On the other hand, could they spill over into DDR3 and maybe take advantage of having combined read bandwidth? *shrug*

Laa-Yosh · Mar 28, 2014

shredenvain said:
Im not sure I can agree that 900p is the highest achievable res on the Xbox one though.

A higher resolution would require trading off pixel quality in turn; Crytek says that they believe 900p to be a sweet spot. Obviously 720p would then allow even better looks, but even with their AA and upscale it might be too extreme as well. And yeah there might be some performance left to squeeze out and maybe 4-5 years from now it'd be possible to do Ryse at 1080p - I'm not nearly an expert on the issue to decide.

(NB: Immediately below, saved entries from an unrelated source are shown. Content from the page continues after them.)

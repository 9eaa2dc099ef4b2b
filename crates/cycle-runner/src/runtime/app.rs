use crate::fieldbus::{FieldbusConfig, SimulatedFieldbus};
use crate::runtime::config::RuntimeConfig;
use crate::runtime::logging::init_tracing;
use crate::runtime::telemetry;
use cycle_core::{ConfigError, CycleConfig, CycleController, CycleError, CycleStats, TimeBase};
use cycle_io::metrics::MetricsRecorder;
use cycle_io::{JournalError, JournalEventType, JournalSender, JournalWorker, RunJournal};
use parking_lot::Mutex;
use std::path::PathBuf;
use std::sync::Arc;
use std::time::Duration;
use thiserror::Error;
use tracing::{debug, info, warn};

#[derive(Debug, Error)]
pub enum AppError {
    #[error("invalid cycle configuration: {0}")]
    Config(#[from] ConfigError),
    #[error(transparent)]
    Cycle(#[from] CycleError),
    #[error("failed to open journal: {0}")]
    Journal(#[from] JournalError),
    #[error("failed to build runtime: {0}")]
    Runtime(#[from] std::io::Error),
    #[error("cycle loop stopped by work failure: {0}")]
    WorkFailed(String),
}

struct RunSummary {
    stats: CycleStats,
    frames_sent: u64,
    failure: Option<String>,
}

pub fn run_from_args() -> Result<(), AppError> {
    let config = RuntimeConfig::from_env();
    if config.show_help {
        RuntimeConfig::print_help();
        return Ok(());
    }
    run(config)
}

pub fn run(config: RuntimeConfig) -> Result<(), AppError> {
    let _log_guard = init_tracing(config.json_logs, config.log_file.as_deref());

    let recorder = telemetry::init();
    let _metrics_handle = telemetry::start_metrics_server(&config.metrics_addr);

    let timebase = TimeBase::new();
    let (journal, journal_worker) = match init_journal(config.journal_path.as_ref(), timebase)? {
        Some((sender, worker)) => (Some(sender), Some(worker)),
        None => (None, None),
    };

    // One worker spins in the cycle loop, the other serves timers and signals.
    let runtime = tokio::runtime::Builder::new_multi_thread()
        .worker_threads(2)
        .thread_name("cycle-runner")
        .enable_all()
        .build()?;

    let summary = runtime.block_on(drive(&config, recorder, journal));
    // Every journal sender lived inside `drive`, so the writer drains and exits.
    if let Some(worker) = journal_worker {
        worker.finish();
    }
    let summary = summary?;

    info!(
        cycles = summary.stats.cycle_count,
        frames_sent = summary.frames_sent,
        avg_execution_us = summary.stats.avg_execution_time.as_micros() as u64,
        max_execution_us = summary.stats.max_execution_time.as_micros() as u64,
        avg_interval_us = summary.stats.avg_interval_time.as_micros() as u64,
        overruns = summary.stats.overruns,
        working_counter = ?summary.stats.working_counter,
        "Run complete"
    );

    match summary.failure {
        Some(message) => Err(AppError::WorkFailed(message)),
        None => Ok(()),
    }
}

async fn drive(
    config: &RuntimeConfig,
    recorder: Arc<Mutex<MetricsRecorder>>,
    journal: Option<JournalSender>,
) -> Result<RunSummary, AppError> {
    let bus = Arc::new(SimulatedFieldbus::new(FieldbusConfig {
        slaves: config.slaves,
        exchange_time: Duration::from_micros(config.work_us),
        drop_every: config.drop_every,
        fail_after: config.fail_after,
    }));
    let failure: Arc<Mutex<Option<String>>> = Arc::new(Mutex::new(None));

    let work_bus = Arc::clone(&bus);
    let cycle_recorder = Arc::clone(&recorder);
    let cycle_journal = journal.clone();
    let error_recorder = Arc::clone(&recorder);
    let error_journal = journal.clone();
    let error_slot = Arc::clone(&failure);
    let report_every = config.report_every.max(1);
    let expected_wkc = i64::from(config.slaves);

    let cycle_config = CycleConfig::builder()
        .period(Duration::from_micros(config.period_us))
        .work(move || {
            let bus = Arc::clone(&work_bus);
            async move { bus.exchange().await }
        })
        .on_cycle(move |stats| {
            cycle_recorder.lock().record_cycle(stats);
            if stats.working_counter != Some(expected_wkc) {
                debug!(
                    cycle = stats.cycle_count,
                    working_counter = ?stats.working_counter,
                    expected = expected_wkc,
                    "Working counter mismatch"
                );
            }
            if stats.cycle_count % report_every == 0 {
                info!(
                    cycles = stats.cycle_count,
                    last_execution_us = stats.last_execution_time.as_micros() as u64,
                    avg_execution_us = stats.avg_execution_time.as_micros() as u64,
                    last_interval_us = stats.last_interval_time.as_micros() as u64,
                    avg_interval_us = stats.avg_interval_time.as_micros() as u64,
                    overruns = stats.overruns,
                    "Cycle statistics"
                );
                if let Some(journal) = &cycle_journal {
                    if let Err(e) = journal.log_stats(JournalEventType::StatsSnapshot, stats) {
                        warn!(error = %e, "Failed to journal statistics");
                    }
                }
            }
        })
        .on_error(move |err| {
            error_recorder.lock().record_failure();
            warn!(error = %err, "Field-bus exchange failed, cycle loop stopped");
            if let Some(journal) = &error_journal {
                let details = serde_json::json!({ "error": err.to_string() });
                if let Err(e) = journal.log_event(JournalEventType::WorkFailed, details) {
                    warn!(error = %e, "Failed to journal work failure");
                }
            }
            *error_slot.lock() = Some(err.to_string());
        })
        .build()?;

    let controller = CycleController::new(cycle_config);

    info!(
        period_us = config.period_us,
        work_us = config.work_us,
        slaves = config.slaves,
        "Starting cycle controller"
    );
    if let Some(journal) = &journal {
        let details = serde_json::json!({
            "version": env!("CARGO_PKG_VERSION"),
            "period_us": config.period_us,
            "work_us": config.work_us,
            "slaves": config.slaves,
        });
        if let Err(e) = journal.log_event(JournalEventType::RunStarted, details) {
            warn!(error = %e, "Failed to journal run start");
        }
    }

    controller.start()?;
    recorder.lock().set_running(true);

    let run_seconds = config.run_seconds;
    let deadline = async move {
        match run_seconds {
            Some(seconds) => tokio::time::sleep(Duration::from_secs(seconds)).await,
            None => std::future::pending::<()>().await,
        }
    };
    let interrupt = async {
        if let Err(e) = tokio::signal::ctrl_c().await {
            warn!(error = %e, "Interrupt handler unavailable");
            std::future::pending::<()>().await;
        }
    };

    tokio::select! {
        _ = controller.join() => info!("Cycle loop ended"),
        _ = deadline => info!(seconds = ?run_seconds, "Run duration elapsed"),
        _ = interrupt => info!("Interrupt received, stopping"),
    }

    controller.stop();
    controller.join().await;

    let stats = controller.stats();
    recorder.lock().record_final(&stats);
    if let Some(journal) = &journal {
        if let Err(e) = journal.log_stats(JournalEventType::RunStopped, &stats) {
            warn!(error = %e, "Failed to journal run stop");
        }
    }

    let failure = failure.lock().take();
    Ok(RunSummary {
        stats,
        frames_sent: bus.frames_sent(),
        failure,
    })
}

fn init_journal(
    path: Option<&PathBuf>,
    timebase: TimeBase,
) -> Result<Option<(JournalSender, JournalWorker)>, AppError> {
    let Some(path) = path else {
        return Ok(None);
    };
    match RunJournal::new(path, timebase).and_then(RunJournal::non_blocking) {
        Ok(journal) => {
            info!(path = %path.display(), "Run journal enabled");
            Ok(Some(journal))
        }
        Err(e) => {
            warn!(error = %e, path = %path.display(), "Failed to initialize run journal");
            Err(e.into())
        }
    }
}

All I know is that I'd personally be content with this 900p IQ at a good stable 30fps. We'll see how it turns out

Laa-Yosh · Mar 28, 2014

Scott_Arm said:
I'm curious to know if they talked about areas where they felt they had the most room for improvement either in terms of features or performance.

What I don't really see is any mention of lower level hw optimizations, to the level that DICE went with BF3 on the PS3. But then again at that time the system was well known and they had enough time to focus on that, with some pretty talented and experienced programmers.
So my conclusion was that this is most likely the aspect to focus on for upcoming titles.

AlNom · Mar 28, 2014

Catering to the GPRs is somewhat low level.

Laa-Yosh · Mar 28, 2014

I was thinking more about maximizing the utilization of all the various buses and memories

Allandor · Mar 29, 2014

Laa-Yosh said:
I was thinking more about maximizing the utilization of all the various buses and memories

the game was originally developed for the xbox 360 and than the target console changed to the xbox one. the SDK was far from beeing ready and the dev-kits were far from final. the most time in the development cycle it was just not possible to optmize the game for the systems special architecture.
If the release date was march 2014, it might be looking even better (maybe the res would be be higher, too) and running smoother. but it was a launch title and launch titels are poorly optimized. if it is not running smooth at a predefined date, it gets downgraded. this is the simplest way to get it running up to the launch date.

Laa-Yosh · Mar 29, 2014

I think there's very little of the X360 version left in Ryse, the engine is new and most of the content was rebuilt (or uprezed). The more important aspect was the short production time IMHO, starting from almost scratch.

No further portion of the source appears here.